3D Secure et e-carte bleue
  Pour renforcer la sécurité des transactions électroniques, deux nouveaux outils ont été créés par les banques. Le premier est le programme 3D Secure, connu pour les cartes Visa sous le nom "Verified by Visa" et pour les cartes Mastercard sous le nom "Mastercard Secure Code". Il ajoute une étape supplémentaire au paiement, pour garantir une meilleure authentification de la carte. Concrètement, après avoir entré les informations usuelles (numéro de carte, etc…) sur le site du marchand, le client est renvoyé vers le site de sa banque. Il doit, pour finaliser la transaction, y entrer un code d'authentification à usage unique. Les banques utilisent des méthodes différentes pour communiquer ce code : cela peut être par l'envoi d'un SMS sur le téléphone portable du client, ou à l'aide d'un petit boitier dans lequel on insère sa carte bleue et qui demande le code de la carte bleue pour donner le code d'authentification. Le but ici est d'éviter qu'une carte bancaire subtilisée ne soit utilisée pour un paiement sur internet.
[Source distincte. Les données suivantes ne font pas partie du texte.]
//! Build identities: [`BuildId`], [`BuildType`], [`Tag`] and [`BuildKey`].
//!
//! A build ID is `<prefix><payload><checksum>`:
//!
//! ```text
//!  i 3f2a...(32 hex)... 9c01d2e4
//!  │ └─ 16 random bytes  └─ first 4 bytes of sha256(prefix + payload)
//!  └─ build type
//! ```
//!
//! The checksum lets any string be validated without touching storage.

use crate::error::{Result, StoreError};
use serde::{Deserialize, Serialize};
use sha2::{Digest, Sha256};
use std::fmt;
use std::str::FromStr;
use std::sync::LazyLock;
use uuid::Uuid;

/// Tag applied when a reference or descriptor does not name one.
pub const DEFAULT_TAG: &str = "latest";

const PAYLOAD_LEN: usize = 32;
const CHECKSUM_LEN: usize = 8;
/// Length of a build ID string.
pub const BUILD_ID_LEN: usize = 1 + PAYLOAD_LEN + CHECKSUM_LEN;

static NAME_PATTERN: LazyLock<regex::Regex> =
    LazyLock::new(|| regex::Regex::new(r"^[a-z0-9][a-z0-9._-]{0,63}$").expect("valid regex"));

static TAG_PATTERN: LazyLock<regex::Regex> = LazyLock::new(|| {
    regex::Regex::new(r"^[A-Za-z0-9_][A-Za-z0-9_.-]{0,127}$").expect("valid regex")
});

/// Kind of stored build. Gates what the storage layer allows on it.
#[derive(Debug, Clone, Copy, PartialEq, Eq, Hash)]
pub enum BuildType {
    /// Layered image, the only clone source.
    Image,
    /// Writable mount derived from an image.
    Mount,
    /// Bootable volume.
    Boot,
    /// Root volume of a running virtual machine.
    Vm,
}

impl BuildType {
    /// Single-character prefix used in the ID string.
    pub fn prefix(self) -> char {
        match self {
            Self::Image => 'i',
            Self::Mount => 'm',
            Self::Boot => 'b',
            Self::Vm => 'v',
        }
    }

    fn from_prefix(c: char) -> Option<Self> {
        match c {
            'i' => Some(Self::Image),
            'm' => Some(Self::Mount),
            'b' => Some(Self::Boot),
            'v' => Some(Self::Vm),
            _ => None,
        }
    }

    /// Whether finalizing produces a snapshot other builds can clone from.
    pub fn cloneable(self) -> bool {
        matches!(self, Self::Image)
    }

    /// Whether the build is meant to be mounted and written after finalize.
    pub fn mountable(self) -> bool {
        matches!(self, Self::Mount | Self::Boot | Self::Vm)
    }

    /// Whether the build backs a virtual machine.
    pub fn is_vm(self) -> bool {
        matches!(self, Self::Vm)
    }
}

impl fmt::Display for BuildType {
    fn fmt(&self, f: &mut fmt::Formatter<'_>) -> fmt::Result {
        match self {
            Self::Image => write!(f, "image"),
            Self::Mount => write!(f, "mount"),
            Self::Boot => write!(f, "boot"),
            Self::Vm => write!(f, "vm"),
        }
    }
}

/// Globally unique, self-validating identifier of a stored build.
#[derive(Debug, Clone, PartialEq, Eq, Hash, PartialOrd, Ord, Serialize, Deserialize)]
#[serde(try_from = "String", into = "String")]
pub struct BuildId(String);

impl BuildId {
    /// Generate a fresh ID of the given type.
    pub fn new(build_type: BuildType) -> Self {
        let prefix = build_type.prefix();
        let payload = hex::encode(Uuid::new_v4().as_bytes());
        let checksum = checksum(prefix, &payload);
        Self(format!("{prefix}{payload}{checksum}"))
    }

    /// Check whether `s` is a well-formed ID with a matching checksum.
    pub fn is_valid(s: &str) -> bool {
        if s.len() != BUILD_ID_LEN || !s.is_ascii() {
            return false;
        }
        let mut chars = s.chars();
        let Some(prefix) = chars.next() else {
            return false;
        };
        if BuildType::from_prefix(prefix).is_none() {
            return false;
        }
        let body = &s[1..];
        if !body.bytes().all(|b| matches!(b, b'0'..=b'9' | b'a'..=b'f')) {
            return false;
        }
        let (payload, sum) = body.split_at(PAYLOAD_LEN);
        checksum(prefix, payload) == sum
    }

    /// Type encoded in the prefix.
    pub fn build_type(&self) -> BuildType {
        self.0
            .chars()
            .next()
            .and_then(BuildType::from_prefix)
            .unwrap_or(BuildType::Image)
    }

    /// Borrow the string form.
    pub fn as_str(&self) -> &str {
        &self.0
    }

    /// Short form for log lines and listings.
    pub fn short(&self) -> &str {
        &self.0[..13]
    }
}

fn checksum(prefix: char, payload: &str) -> String {
    let mut hasher = Sha256::new();
    hasher.update([prefix as u8]);
    hasher.update(payload.as_bytes());
    let digest = hasher.finalize();
    hex::encode(&digest[..CHECKSUM_LEN / 2])
}

impl fmt::Display for BuildId {
    fn fmt(&self, f: &mut fmt::Formatter<'_>) -> fmt::Result {
        f.write_str(&self.0)
    }
}

impl FromStr for BuildId {
    type Err = StoreError;

    fn from_str(s: &str) -> Result<Self> {
        if Self::is_valid(s) {
            Ok(Self(s.to_string()))
        } else {
            Err(StoreError::InvalidBuildId(s.to_string()))
        }
    }
}

impl TryFrom<String> for BuildId {
    type Error = StoreError;

    fn try_from(s: String) -> Result<Self> {
        if Self::is_valid(&s) {
            Ok(Self(s))
        } else {
            Err(StoreError::InvalidBuildId(s))
        }
    }
}

impl From<BuildId> for String {
    fn from(id: BuildId) -> Self {
        id.0
    }
}

/// Validate an image name.
pub fn validate_name(name: &str) -> Result<()> {
    if NAME_PATTERN.is_match(name) {
        Ok(())
    } else {
        Err(StoreError::InvalidName(name.to_string()))
    }
}

/// Short mutable label attached to a build.
#[derive(Debug, Clone, PartialEq, Eq, Hash, PartialOrd, Ord, Serialize, Deserialize)]
#[serde(try_from = "String", into = "String")]
pub struct Tag(String);

impl Tag {
    /// Validate and wrap a tag.
    pub fn new(tag: impl Into<String>) -> Result<Self> {
        let tag = tag.into();
        if TAG_PATTERN.is_match(&tag) {
            Ok(Self(tag))
        } else {
            Err(StoreError::InvalidTag(tag))
        }
    }

    /// The `latest` tag.
    pub fn latest() -> Self {
        Self(DEFAULT_TAG.to_string())
    }

    /// Whether this is the default tag.
    pub fn is_default(&self) -> bool {
        self.0 == DEFAULT_TAG
    }

    /// Borrow the string form.
    pub fn as_str(&self) -> &str {
        &self.0
    }
}

impl fmt::Display for Tag {
    fn fmt(&self, f: &mut fmt::Formatter<'_>) -> fmt::Result {
        f.write_str(&self.0)
    }
}

impl FromStr for Tag {
    type Err = StoreError;

    fn from_str(s: &str) -> Result<Self> {
        Self::new(s)
    }
}

impl TryFrom<String> for Tag {
    type Error = StoreError;

    fn try_from(s: String) -> Result<Self> {
        Self::new(s)
    }
}

impl From<Tag> for String {
    fn from(tag: Tag) -> Self {
        tag.0
    }
}

/// Human-facing `(name, tag)` reference to at most one build.
#[derive(Debug, Clone, PartialEq, Eq, Hash, PartialOrd, Ord)]
pub struct BuildKey {
    name: String,
    tag: Tag,
}

impl BuildKey {
    /// Create a key, validating the name.
    pub fn new(name: impl Into<String>, tag: Tag) -> Result<Self> {
        let name = name.into();
        validate_name(&name)?;
        Ok(Self { name, tag })
    }

    /// Image name.
    pub fn name(&self) -> &str {
        &self.name
    }

    /// Tag.
    pub fn tag(&self) -> &Tag {
        &self.tag
    }
}

impl fmt::Display for BuildKey {
    fn fmt(&self, f: &mut fmt::Formatter<'_>) -> fmt::Result {
        write!(f, "{}:{}", self.name, self.tag)
    }
}

impl FromStr for BuildKey {
    type Err = StoreError;

    /// Parse `name[:tag]`; a missing tag means `latest`.
    fn from_str(s: &str) -> Result<Self> {
        match s.split_once(':') {
            Some((name, tag)) => Self::new(name, Tag::new(tag)?),
            None => Self::new(s, Tag::latest()),
        }
    }
}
  Le second outil, le programme e-carte bleue a un but un peu différent. Il évite de communiquer directement numéro de carte bancaire, date d'expiration, et cryptogramme sur le réseau. Par l'intermédiaire d'un petit programme résidant dans l'ordinateur, la banque fournit, en temps réel, un numéro de carte, une date d'expiration et un cryptogramme valides uniquement pour cette transaction.